The Dashboard is Dead, Probably?

The Dashboard is Dead, Probably?

Some data vendors are claiming _the dashboard is dead_. Doubtful. But some of the underlying premises are worthy of discussion. You just might be doing it wrong.

There’s a movement by a few data analytics vendors (here’s one) that says, “dashboards are dead.” Most of this is slick marketing with a dose of clickbait (much like the title of this article). Visualizations are a great way to convey information and that likely won’t EVER change. But the promise of dashboards democratizing data for front-line workers and providing self-service analytics is still undelivered. And, as an employee of Microsoft, I fully understand that last sentence might be viewed as heretical. But…

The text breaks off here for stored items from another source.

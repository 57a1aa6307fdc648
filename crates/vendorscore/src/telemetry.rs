use crate::config::{LogFormat, TelemetryConfig};
use tracing_subscriber::filter::ParseError;
use tracing_subscriber::EnvFilter;

#[derive(Debug, thiserror::Error)]
pub enum TelemetryError {
    #[error("invalid log level/filter '{value}': unable to build EnvFilter")]
    EnvFilter { value: String, source: ParseError },
    #[error("telemetry error: {0}")]
    Subscriber(Box<dyn std::error::Error + Send + Sync>),
}

/// Builds the filter: `RUST_LOG` wins, otherwise the configured level.
pub fn env_filter(config: &TelemetryConfig) -> Result<EnvFilter, TelemetryError> {
    match EnvFilter::try_from_default_env() {
        Ok(filter) => Ok(filter),
        Err(_) => {
            EnvFilter::try_new(&config.log_level).map_err(|source| TelemetryError::EnvFilter {
                value: config.log_level.clone(),
                source,
            })
        }
    }
}

pub fn init(config: &TelemetryConfig) -> Result<(), TelemetryError> {
    let filter = env_filter(config)?;
    let builder = tracing_subscriber::fmt()
        .with_env_filter(filter)
        .with_target(false)
        .with_ansi(false);

    match config.log_format {
        LogFormat::Compact => builder.compact().try_init(),
        LogFormat::Pretty => builder.pretty().try_init(),
    }
    .map_err(TelemetryError::Subscriber)
}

Dashboards alone can’t solve key business problems. At the Microsoft Technology Center (MTC) we have a different approach. Power BI and Tableau won’t be going the way of the dodo anytime soon, but there are patterns that your analytics teams can leverage to gain information edge today. I do agree that we need to think differently about the role of the dashboard in the analytics landscape.

The Big Problems with Dashboards (…an Allegory)

Tell me if you’ve experienced this story before:

CIO Sherrie: “Andy, I want you to build some dashboards that visually depict our company’s sales KPIs.”

Andy the Analytics Director: “Sounds good Sherrie, I’ll put my best people on it right away.”

Sherrie: “I’m so looking forward to what your team creates. We need to create actionable insights so our sales team can generate more sales.”

One month (or more) later

BI Developer Bev: “Sherrie, I want to review the dashboards I’ve created for you.”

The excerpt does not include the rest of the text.